İyi gün dostluğu mu daha kıymetli, kötü gün dostluğu mu?

Sizce iyi gün dostluğu mu, yoksa kötü gün dostluğu mu daha kıymetli? Ya da şöyle sorayım: İyi günde birinin yanında olmak kötü günde olmaktan daha mı kolay?

Bana sorarsanız, bence iyi günde bir insanın yanında olabilmek, dostun dediğin insanı her haliyle kucaklayabilmek daha zor. Elbette ki dostluksa mevzu bahis her şartta dostum dediğin insanın yanında olabilmeli. İyi günde de kötü günde de… Bu mevzu sadece hayat arkadaşında değil, dostlukta da bence çok ama çok önemli.

Ne ulvi bir şey değil mi insanın başına ne gelirse yanına koşup, onu yargılamadan dinleyeceği bir dostunun varlığını bilmesi?
Bana göre büyük bir lütuf… Ve asıl daha da önemlisi söylediklerinden çok, söylemediklerini duyan dostlarınız varsa onlara sarılın sıkı sıkı… Kaybetmemek için de elinizden geleni yapın. Emin olun çok zor bu dostları biriktirmek.

Neden mi böyle bir yazı ile karşınızdayım?

Çünkü büyük kırılımlar yaşadım klavyemin başına geçemediğim son dönemlerde… Hayatımın en heyecan verici dönemini yaşarken, karnımdaki kelebeklerim hala uçuşurken, etrafımdaki “mış” gibi dostlukları tanıdım. Buna da hayatımın en özel döneminde şahit olmak hevesimi kursağımda bıraksa da dostluk kavramına olan inancım sarsılmış da değil.
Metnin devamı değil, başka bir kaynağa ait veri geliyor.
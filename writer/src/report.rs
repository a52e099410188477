//! Resolution reports exported by the host build tool.
//!
//! A report is a JSON document describing one resolved dependency
//! configuration: the root component, every selected component with its
//! outgoing dependencies, and the files the configuration resolved to.
//!
//! ```json
//! {
//!   "root": "com.example:app:1.0.0",
//!   "components": [
//!     {
//!       "id": {"group": "com.example", "module": "app", "version": "1.0.0"},
//!       "dependencies": [
//!         {"requested": "g:a:1.+", "selected": "g:a:1.2",
//!          "attributes": {"org.gradle.category": "library"}}
//!       ]
//!     },
//!     {"id": {"group": "g", "module": "a", "version": "1.2"}}
//!   ],
//!   "artifacts": [
//!     {"component": "g:a:1.2", "file": "/cache/a-1.2.jar", "extension": "jar"}
//!   ]
//! }
//! ```

use crate::graph::{DependencyEdge, DependencyGraph, GraphError};
use crate::resolve::ArtifactFile;
use camino::{Utf8Path, Utf8PathBuf};
use depset_common::component::{ArtifactName, ComponentId};
use log::debug;
use serde::{Deserialize, Serialize};
use std::collections::{BTreeMap, HashSet};
use std::fs;
use thiserror::Error;

/// Errors arising from loading or interpreting a resolution report.
#[derive(Debug, Error)]
pub enum ReportError {
    /// The report file could not be read.
    #[error("failed to read resolution report {path}")]
    Read {
        /// Path to the report.
        path: Utf8PathBuf,
        /// The underlying I/O error.
        #[source]
        source: std::io::Error,
    },

    /// The report is not valid JSON or does not match the expected shape.
    #[error("invalid resolution report")]
    Json(#[from] serde_json::Error),

    /// The `root` field names no listed component.
    #[error("root component {root} is not listed in the report")]
    UnknownRoot {
        /// The declared root.
        root: String,
    },

    /// Two components share a display name.
    #[error("component {name} is listed more than once")]
    DuplicateComponent {
        /// The repeated display name.
        name: String,
    },

    /// A dependency entry has neither a selection nor a failure.
    #[error("dependency {requested} of {from} has no selected component and no failure")]
    IncompleteDependency {
        /// Display name of the declaring component.
        from: String,
        /// The dependency as it was requested.
        requested: String,
    },

    /// The listed components do not form a valid graph.
    #[error(transparent)]
    Graph(#[from] GraphError),
}

/// Result type alias using [`ReportError`].
pub type Result<T> = std::result::Result<T, ReportError>;

/// Top-level resolution report.
#[derive(Debug, Clone, PartialEq, Eq, Serialize, Deserialize)]
#[serde(deny_unknown_fields)]
pub struct ResolutionReport {
    /// Display name of the component being built.
    pub root: String,
    /// Every component selected by the resolver, the root included.
    #[serde(default)]
    pub components: Vec<ReportComponent>,
    /// Files the configuration resolved to.
    #[serde(default)]
    pub artifacts: Vec<ReportArtifact>,
}

/// A selected component and its outgoing dependencies.
#[derive(Debug, Clone, PartialEq, Eq, Serialize, Deserialize)]
#[serde(deny_unknown_fields)]
pub struct ReportComponent {
    /// Component identifier.
    pub id: ComponentId,
    /// Outgoing dependencies in declaration order.
    #[serde(default)]
    pub dependencies: Vec<ReportDependency>,
}

/// One outgoing dependency of a component.
#[derive(Debug, Clone, PartialEq, Eq, Serialize, Deserialize)]
#[serde(deny_unknown_fields)]
pub struct ReportDependency {
    /// The dependency as declared, such as `g:a:1.+`.
    pub requested: String,
    /// Display name of the selected component, when resolution succeeded.
    #[serde(default, skip_serializing_if = "Option::is_none")]
    pub selected: Option<String>,
    /// Attributes of the selected variant.
    #[serde(default, skip_serializing_if = "BTreeMap::is_empty")]
    pub attributes: BTreeMap<String, String>,
    /// Failure message, when resolution failed.
    #[serde(default, skip_serializing_if = "Option::is_none")]
    pub failure: Option<String>,
}

/// One resolved file.
#[derive(Debug, Clone, PartialEq, Eq, Serialize, Deserialize)]
#[serde(deny_unknown_fields)]
pub struct ReportArtifact {
    /// Display name of the owning component.
    pub component: String,
    /// Location of the file on disk.
    pub file: Utf8PathBuf,
    /// Artifact classifier, if any.
    #[serde(default, skip_serializing_if = "Option::is_none")]
    pub classifier: Option<String>,
    /// Artifact extension; derived from the file name when absent.
    #[serde(default, skip_serializing_if = "Option::is_none")]
    pub extension: Option<String>,
}

impl ResolutionReport {
    /// Parse a report from JSON text.
    ///
    /// # Errors
    ///
    /// Returns [`ReportError::Json`] when the text is not a valid report.
    pub fn from_json(json: &str) -> Result<Self> {
        Ok(serde_json::from_str(json)?)
    }

    /// Read and parse the report at `path`.
    ///
    /// # Errors
    ///
    /// Returns [`ReportError::Read`] when the file cannot be read and
    /// [`ReportError::Json`] when it is not a valid report.
    pub fn load(path: &Utf8Path) -> Result<Self> {
        let json = fs::read_to_string(path).map_err(|source| ReportError::Read {
            path: path.to_owned(),
            source,
        })?;
        let report = Self::from_json(&json)?;
        debug!(
            "loaded {path}: {} component(s), {} artifact(s)",
            report.components.len(),
            report.artifacts.len()
        );
        Ok(report)
    }

    /// Build the dependency graph the report describes.
    ///
    /// # Errors
    ///
    /// Returns an error when the root is not listed, a component appears
    /// twice, or a dependency has neither a selection nor a failure.
    pub fn graph(&self) -> Result<DependencyGraph> {
        let root = self
            .components
            .iter()
            .find(|component| component.id.display_name() == self.root)
            .ok_or_else(|| ReportError::UnknownRoot {
                root: self.root.clone(),
            })?;

        let mut graph = DependencyGraph::new(root.id.clone());
        let mut listed = HashSet::new();
        for component in &self.components {
            let name = component.id.display_name();
            if !listed.insert(name.clone()) {
                return Err(ReportError::DuplicateComponent { name });
            }
            graph.insert(component.id.clone());
        }

        for component in &self.components {
            let from = component.id.display_name();
            for dependency in &component.dependencies {
                graph.add_edge(&from, dependency.edge(&from)?)?;
            }
        }
        Ok(graph)
    }

    /// Return the report's files as resolver input.
    #[must_use]
    pub fn artifact_files(&self) -> Vec<ArtifactFile> {
        self.artifacts.iter().map(ReportArtifact::to_file).collect()
    }
}

impl ReportDependency {
    fn edge(&self, from: &str) -> Result<DependencyEdge> {
        let edge = match (&self.failure, &self.selected) {
            (Some(reason), _) => DependencyEdge::unresolved(self.requested.as_str(), reason.as_str()),
            (None, Some(selected)) => DependencyEdge::resolved(selected.as_str()),
            (None, None) => {
                return Err(ReportError::IncompleteDependency {
                    from: from.to_owned(),
                    requested: self.requested.clone(),
                });
            }
        };
        Ok(DependencyEdge {
            attributes: self.attributes.clone(),
            ..edge
        })
    }
}

impl ReportArtifact {
    fn to_file(&self) -> ArtifactFile {
        let name = if self.classifier.is_some() || self.extension.is_some() {
            Some(ArtifactName::new(
                self.classifier.as_deref(),
                self.extension.as_deref(),
            ))
        } else {
            None
        };
        ArtifactFile {
            component: self.component.clone(),
            path: self.file.clone(),
            name,
        }
    }
}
Belki bazılarınız ne demek istediğimi, neden iyi gün dostluğuna vurgu yaptığımı pek anlamlandıramayacaktır. Bilinenin aksine iyi gün dostluğunun önemini vurgulamam bana da ilk başta garip gelmişti açıkça söyleyeyim ki. Ancak sonradan üzerine düşündüğümde bunun daha zor olduğuna inancım tamamlandı.

Öyle ki, en zor olan seni en heyecanlı halinle de sarıp sarmalayacak, hatalarınla tolere edecek birinin yanında olmasıymış. Nazının geçmesi, destekçin olması. En önemlisi de yaptığın tüm serzenişlerin altındaki derin önemi anlamasıymış. Buz dağının görünen yüzüne değil, asıl altında neler olduğuna bakmaya hevesli insanlar olmalıymış.

Yazılarımı takip edenler bilir, yıllarımı doğru üslubu benimsemeye, doğru iletişim yöntemi ile kendimi ifade etmeye adamış benim için, ne söylendiğinden çok, nasıl söylendiği de önemlidir.

Bununla beraber bir başka vurgu yapmam gereken konu da şudur ki bu konu bana has ve özel değildir. Her zaman ve herkes için önemlidir. Şefkat dilini benimsemek, öze önem vererek söze dikkat etmek hepimizin düsturu olmalıdır ki doğru iletişimi kuralım, karşımızdakini incitmeden, kırmadan dökmeden…

Çok şükür ve iyi ki ben kimin gerçek kimin sahte olduğunu bu sefer de hayatımın böylesine yepyeni bir dönemecinde tecrübe ettim. İyi ki ettim de etrafımda benim kalbimi gerçekten okuyan, yargısız dinlemeyi seçen dostlarımın varlığına şükranımı anlayabildim.

Yine de “İyi ki yaşadım bu büyük hayal kırıklığını” diyebiliyorum. Hem de böylece onlara teşekkürümü bir de yazımla yapmış oluyorum.

Peki ya sizce hangisi? İyi günde mi, kötü günde mi dostluk daha kıymetli?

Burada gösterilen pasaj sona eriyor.